TASK MATERIAL:
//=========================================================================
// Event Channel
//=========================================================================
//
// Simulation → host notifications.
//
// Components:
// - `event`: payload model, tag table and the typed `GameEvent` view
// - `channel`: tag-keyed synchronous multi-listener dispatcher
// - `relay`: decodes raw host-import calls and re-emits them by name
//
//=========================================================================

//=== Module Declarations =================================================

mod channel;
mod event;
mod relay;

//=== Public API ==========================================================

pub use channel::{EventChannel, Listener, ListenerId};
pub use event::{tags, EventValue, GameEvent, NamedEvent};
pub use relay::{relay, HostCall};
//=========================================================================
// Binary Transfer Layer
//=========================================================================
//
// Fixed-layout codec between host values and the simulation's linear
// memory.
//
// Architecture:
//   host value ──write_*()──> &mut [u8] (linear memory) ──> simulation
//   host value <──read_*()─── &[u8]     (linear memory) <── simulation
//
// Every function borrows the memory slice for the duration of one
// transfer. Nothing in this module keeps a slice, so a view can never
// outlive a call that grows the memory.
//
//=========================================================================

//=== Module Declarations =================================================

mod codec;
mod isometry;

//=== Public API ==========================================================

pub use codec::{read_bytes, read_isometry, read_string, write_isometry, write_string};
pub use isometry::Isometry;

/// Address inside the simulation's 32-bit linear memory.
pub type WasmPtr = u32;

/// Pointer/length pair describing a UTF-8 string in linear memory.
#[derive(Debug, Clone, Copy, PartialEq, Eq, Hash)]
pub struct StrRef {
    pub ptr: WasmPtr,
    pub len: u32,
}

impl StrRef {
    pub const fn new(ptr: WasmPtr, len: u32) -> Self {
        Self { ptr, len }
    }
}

---

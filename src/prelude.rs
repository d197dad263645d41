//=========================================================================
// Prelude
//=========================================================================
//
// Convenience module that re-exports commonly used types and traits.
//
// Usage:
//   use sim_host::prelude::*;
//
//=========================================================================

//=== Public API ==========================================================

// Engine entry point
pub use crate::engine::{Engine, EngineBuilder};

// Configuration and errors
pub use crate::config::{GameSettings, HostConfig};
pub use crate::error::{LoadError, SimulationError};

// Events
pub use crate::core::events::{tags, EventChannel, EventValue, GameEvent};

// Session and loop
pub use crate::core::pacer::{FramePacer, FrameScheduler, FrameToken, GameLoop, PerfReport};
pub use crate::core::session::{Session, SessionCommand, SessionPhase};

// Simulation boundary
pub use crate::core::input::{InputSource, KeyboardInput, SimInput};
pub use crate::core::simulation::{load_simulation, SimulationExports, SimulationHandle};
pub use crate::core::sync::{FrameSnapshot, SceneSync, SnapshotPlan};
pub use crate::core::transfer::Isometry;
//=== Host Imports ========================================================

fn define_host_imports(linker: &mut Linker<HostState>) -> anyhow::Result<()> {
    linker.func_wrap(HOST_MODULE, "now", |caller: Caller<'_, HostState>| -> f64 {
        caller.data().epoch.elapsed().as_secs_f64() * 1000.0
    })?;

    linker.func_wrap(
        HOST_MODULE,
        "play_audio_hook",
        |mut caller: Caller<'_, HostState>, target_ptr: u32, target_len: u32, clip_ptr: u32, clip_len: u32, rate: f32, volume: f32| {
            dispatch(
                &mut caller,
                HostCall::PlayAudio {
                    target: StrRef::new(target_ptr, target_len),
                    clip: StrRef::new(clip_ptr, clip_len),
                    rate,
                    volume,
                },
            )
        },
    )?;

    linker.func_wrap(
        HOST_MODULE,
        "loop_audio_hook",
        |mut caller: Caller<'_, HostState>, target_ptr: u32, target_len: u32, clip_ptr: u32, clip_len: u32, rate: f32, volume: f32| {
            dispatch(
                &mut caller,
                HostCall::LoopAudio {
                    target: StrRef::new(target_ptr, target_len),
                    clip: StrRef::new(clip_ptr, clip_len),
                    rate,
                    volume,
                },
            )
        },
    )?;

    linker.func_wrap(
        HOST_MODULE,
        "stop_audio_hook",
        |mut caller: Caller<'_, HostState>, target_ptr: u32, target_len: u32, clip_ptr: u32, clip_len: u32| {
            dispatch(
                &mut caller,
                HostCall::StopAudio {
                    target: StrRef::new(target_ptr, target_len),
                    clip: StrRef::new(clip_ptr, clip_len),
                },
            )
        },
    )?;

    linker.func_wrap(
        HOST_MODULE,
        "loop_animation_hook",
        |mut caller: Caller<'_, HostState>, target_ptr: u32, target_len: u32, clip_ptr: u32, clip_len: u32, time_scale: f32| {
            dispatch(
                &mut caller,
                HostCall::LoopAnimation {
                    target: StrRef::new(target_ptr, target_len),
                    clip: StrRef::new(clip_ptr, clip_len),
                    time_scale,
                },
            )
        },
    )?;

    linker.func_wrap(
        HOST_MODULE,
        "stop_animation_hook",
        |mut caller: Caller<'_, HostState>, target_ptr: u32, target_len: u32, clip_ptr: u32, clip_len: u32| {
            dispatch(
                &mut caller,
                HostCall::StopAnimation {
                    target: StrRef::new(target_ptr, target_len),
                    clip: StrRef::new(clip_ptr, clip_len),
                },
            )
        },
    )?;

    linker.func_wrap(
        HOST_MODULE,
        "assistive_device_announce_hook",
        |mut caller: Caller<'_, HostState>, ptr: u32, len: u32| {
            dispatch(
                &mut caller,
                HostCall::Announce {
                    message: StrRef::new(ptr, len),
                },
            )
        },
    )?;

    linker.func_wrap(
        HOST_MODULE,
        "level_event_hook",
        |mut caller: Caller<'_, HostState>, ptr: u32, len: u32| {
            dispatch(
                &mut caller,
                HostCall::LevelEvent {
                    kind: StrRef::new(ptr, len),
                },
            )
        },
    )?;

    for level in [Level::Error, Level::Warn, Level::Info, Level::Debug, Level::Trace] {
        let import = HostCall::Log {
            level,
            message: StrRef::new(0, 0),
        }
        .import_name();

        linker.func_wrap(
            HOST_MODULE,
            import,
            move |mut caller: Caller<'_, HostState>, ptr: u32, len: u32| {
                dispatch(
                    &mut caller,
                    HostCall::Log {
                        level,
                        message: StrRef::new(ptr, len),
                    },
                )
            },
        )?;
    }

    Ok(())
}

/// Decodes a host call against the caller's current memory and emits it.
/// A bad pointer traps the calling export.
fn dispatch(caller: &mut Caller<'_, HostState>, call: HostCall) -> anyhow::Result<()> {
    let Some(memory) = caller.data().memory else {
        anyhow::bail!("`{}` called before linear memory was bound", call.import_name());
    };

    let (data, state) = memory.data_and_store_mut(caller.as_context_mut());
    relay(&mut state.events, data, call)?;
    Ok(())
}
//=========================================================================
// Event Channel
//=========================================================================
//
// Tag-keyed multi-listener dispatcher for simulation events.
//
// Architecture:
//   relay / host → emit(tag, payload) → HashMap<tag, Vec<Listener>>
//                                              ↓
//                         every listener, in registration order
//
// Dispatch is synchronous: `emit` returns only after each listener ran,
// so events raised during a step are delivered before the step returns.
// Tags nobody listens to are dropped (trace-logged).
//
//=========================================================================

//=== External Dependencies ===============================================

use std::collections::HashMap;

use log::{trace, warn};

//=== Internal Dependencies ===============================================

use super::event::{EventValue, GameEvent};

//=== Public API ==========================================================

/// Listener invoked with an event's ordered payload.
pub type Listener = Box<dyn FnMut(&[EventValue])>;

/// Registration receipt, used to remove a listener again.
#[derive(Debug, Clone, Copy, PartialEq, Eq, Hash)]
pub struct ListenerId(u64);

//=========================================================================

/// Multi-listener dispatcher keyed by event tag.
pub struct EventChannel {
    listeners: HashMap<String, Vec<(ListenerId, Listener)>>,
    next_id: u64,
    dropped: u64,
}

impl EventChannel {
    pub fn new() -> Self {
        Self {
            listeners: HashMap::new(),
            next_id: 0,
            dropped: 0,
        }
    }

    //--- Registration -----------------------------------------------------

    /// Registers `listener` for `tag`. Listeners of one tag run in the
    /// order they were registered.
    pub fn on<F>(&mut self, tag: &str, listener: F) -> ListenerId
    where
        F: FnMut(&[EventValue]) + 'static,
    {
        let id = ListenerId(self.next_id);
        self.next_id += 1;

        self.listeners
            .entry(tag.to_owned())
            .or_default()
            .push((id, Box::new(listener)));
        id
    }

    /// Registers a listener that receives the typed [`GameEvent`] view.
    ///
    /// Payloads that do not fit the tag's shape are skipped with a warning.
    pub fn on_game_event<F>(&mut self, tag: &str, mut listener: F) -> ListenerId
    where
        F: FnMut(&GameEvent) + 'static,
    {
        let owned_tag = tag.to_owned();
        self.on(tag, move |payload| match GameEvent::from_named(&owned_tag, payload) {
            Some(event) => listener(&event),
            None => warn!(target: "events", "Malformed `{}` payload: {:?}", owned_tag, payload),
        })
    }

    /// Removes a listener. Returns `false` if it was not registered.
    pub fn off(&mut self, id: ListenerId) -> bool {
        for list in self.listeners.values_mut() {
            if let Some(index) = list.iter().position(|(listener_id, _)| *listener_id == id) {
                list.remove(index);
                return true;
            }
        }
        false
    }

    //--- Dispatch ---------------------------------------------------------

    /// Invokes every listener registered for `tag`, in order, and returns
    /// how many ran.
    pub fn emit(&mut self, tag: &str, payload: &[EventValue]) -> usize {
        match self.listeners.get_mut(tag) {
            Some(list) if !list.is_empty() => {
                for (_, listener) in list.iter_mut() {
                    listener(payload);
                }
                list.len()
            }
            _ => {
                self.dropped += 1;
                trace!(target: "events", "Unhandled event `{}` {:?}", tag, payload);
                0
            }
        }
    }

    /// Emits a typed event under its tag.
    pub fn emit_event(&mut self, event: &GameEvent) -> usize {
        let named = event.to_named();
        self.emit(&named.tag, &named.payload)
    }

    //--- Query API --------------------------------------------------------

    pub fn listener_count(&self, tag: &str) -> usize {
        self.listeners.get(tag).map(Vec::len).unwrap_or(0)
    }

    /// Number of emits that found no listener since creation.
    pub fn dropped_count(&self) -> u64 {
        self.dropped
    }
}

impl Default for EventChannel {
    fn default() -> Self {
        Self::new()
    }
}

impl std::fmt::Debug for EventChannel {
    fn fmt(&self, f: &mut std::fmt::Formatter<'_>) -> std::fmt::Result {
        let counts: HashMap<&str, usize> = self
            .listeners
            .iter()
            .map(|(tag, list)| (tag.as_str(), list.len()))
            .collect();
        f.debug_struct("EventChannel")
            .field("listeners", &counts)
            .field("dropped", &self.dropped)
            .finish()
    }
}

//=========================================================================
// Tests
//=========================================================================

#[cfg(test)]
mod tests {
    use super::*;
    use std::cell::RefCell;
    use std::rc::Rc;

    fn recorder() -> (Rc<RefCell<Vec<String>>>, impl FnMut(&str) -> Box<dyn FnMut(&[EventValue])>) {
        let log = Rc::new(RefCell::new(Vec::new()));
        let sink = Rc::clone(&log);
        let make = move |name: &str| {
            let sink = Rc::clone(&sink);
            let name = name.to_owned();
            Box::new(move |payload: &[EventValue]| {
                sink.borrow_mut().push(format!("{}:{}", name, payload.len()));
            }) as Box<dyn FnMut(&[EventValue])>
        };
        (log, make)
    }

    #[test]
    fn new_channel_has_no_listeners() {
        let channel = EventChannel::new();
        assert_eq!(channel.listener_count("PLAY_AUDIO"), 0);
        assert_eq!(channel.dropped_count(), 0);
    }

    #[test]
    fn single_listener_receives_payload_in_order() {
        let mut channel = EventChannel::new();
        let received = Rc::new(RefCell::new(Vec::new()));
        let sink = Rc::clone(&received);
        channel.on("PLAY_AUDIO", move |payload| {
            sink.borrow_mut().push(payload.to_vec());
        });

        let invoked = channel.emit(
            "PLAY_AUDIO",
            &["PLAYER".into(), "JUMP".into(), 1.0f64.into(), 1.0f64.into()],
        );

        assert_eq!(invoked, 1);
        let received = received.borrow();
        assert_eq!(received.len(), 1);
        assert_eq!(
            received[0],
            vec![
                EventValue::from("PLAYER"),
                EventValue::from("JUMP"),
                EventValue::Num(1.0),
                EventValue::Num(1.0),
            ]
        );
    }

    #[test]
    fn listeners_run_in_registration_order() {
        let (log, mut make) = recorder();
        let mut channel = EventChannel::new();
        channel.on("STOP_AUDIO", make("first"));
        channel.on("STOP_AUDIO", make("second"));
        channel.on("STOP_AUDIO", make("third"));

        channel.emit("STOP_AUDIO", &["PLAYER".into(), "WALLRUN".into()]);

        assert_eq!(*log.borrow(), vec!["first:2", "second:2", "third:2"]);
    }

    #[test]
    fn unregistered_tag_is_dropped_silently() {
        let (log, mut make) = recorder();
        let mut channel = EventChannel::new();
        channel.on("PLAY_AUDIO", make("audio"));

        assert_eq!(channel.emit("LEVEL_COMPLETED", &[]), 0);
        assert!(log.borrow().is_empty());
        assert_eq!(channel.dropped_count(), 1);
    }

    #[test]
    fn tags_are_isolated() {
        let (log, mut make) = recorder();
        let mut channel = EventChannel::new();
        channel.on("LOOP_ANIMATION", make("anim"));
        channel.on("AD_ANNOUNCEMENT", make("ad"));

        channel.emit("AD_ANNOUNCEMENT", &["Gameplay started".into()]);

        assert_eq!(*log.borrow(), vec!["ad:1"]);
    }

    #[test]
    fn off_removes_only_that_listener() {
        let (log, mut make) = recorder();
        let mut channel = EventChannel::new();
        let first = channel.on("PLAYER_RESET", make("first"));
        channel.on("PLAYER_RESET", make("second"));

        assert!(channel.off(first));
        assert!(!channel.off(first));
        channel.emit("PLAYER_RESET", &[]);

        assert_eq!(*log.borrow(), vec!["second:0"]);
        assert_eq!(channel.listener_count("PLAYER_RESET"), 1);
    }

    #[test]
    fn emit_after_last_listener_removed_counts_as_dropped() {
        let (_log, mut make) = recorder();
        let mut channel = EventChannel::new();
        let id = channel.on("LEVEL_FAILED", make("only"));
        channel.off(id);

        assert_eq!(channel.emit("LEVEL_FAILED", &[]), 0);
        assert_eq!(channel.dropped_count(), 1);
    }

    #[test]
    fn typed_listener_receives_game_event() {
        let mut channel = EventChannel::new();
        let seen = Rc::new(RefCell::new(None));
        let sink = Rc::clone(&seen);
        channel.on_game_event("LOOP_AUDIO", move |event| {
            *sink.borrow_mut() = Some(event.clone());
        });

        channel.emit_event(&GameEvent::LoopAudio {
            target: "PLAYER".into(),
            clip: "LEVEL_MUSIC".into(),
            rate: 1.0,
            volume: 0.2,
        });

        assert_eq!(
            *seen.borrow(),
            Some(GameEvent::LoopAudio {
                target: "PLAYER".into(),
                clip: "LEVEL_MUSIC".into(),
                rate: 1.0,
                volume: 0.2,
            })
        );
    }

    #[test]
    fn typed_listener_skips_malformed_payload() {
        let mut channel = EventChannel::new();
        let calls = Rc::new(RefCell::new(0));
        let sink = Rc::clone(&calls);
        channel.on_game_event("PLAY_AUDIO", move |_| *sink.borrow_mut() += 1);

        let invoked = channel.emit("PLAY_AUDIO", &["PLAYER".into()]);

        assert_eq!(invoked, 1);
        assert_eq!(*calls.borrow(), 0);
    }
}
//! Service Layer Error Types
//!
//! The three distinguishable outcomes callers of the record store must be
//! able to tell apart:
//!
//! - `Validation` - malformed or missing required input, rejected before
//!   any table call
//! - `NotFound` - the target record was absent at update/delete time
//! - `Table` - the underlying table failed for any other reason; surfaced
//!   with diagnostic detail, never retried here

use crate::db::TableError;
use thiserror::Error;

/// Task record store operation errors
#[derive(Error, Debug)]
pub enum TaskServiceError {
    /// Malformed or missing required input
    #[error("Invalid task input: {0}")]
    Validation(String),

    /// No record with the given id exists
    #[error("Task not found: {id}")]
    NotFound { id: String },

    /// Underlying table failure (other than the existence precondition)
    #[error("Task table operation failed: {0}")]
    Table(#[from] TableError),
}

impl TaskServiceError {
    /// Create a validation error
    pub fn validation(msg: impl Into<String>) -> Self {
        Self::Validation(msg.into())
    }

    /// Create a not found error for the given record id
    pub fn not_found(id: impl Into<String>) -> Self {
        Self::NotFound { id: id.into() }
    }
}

REQUIREMENT:
When a line in the material above includes the word "synchronous", copy that line.

SOLUTION TO THIS EXERCISE:
// - `channel`: tag-keyed synchronous multi-listener dispatcher
// Dispatch is synchronous: `emit` returns only after each listener ran,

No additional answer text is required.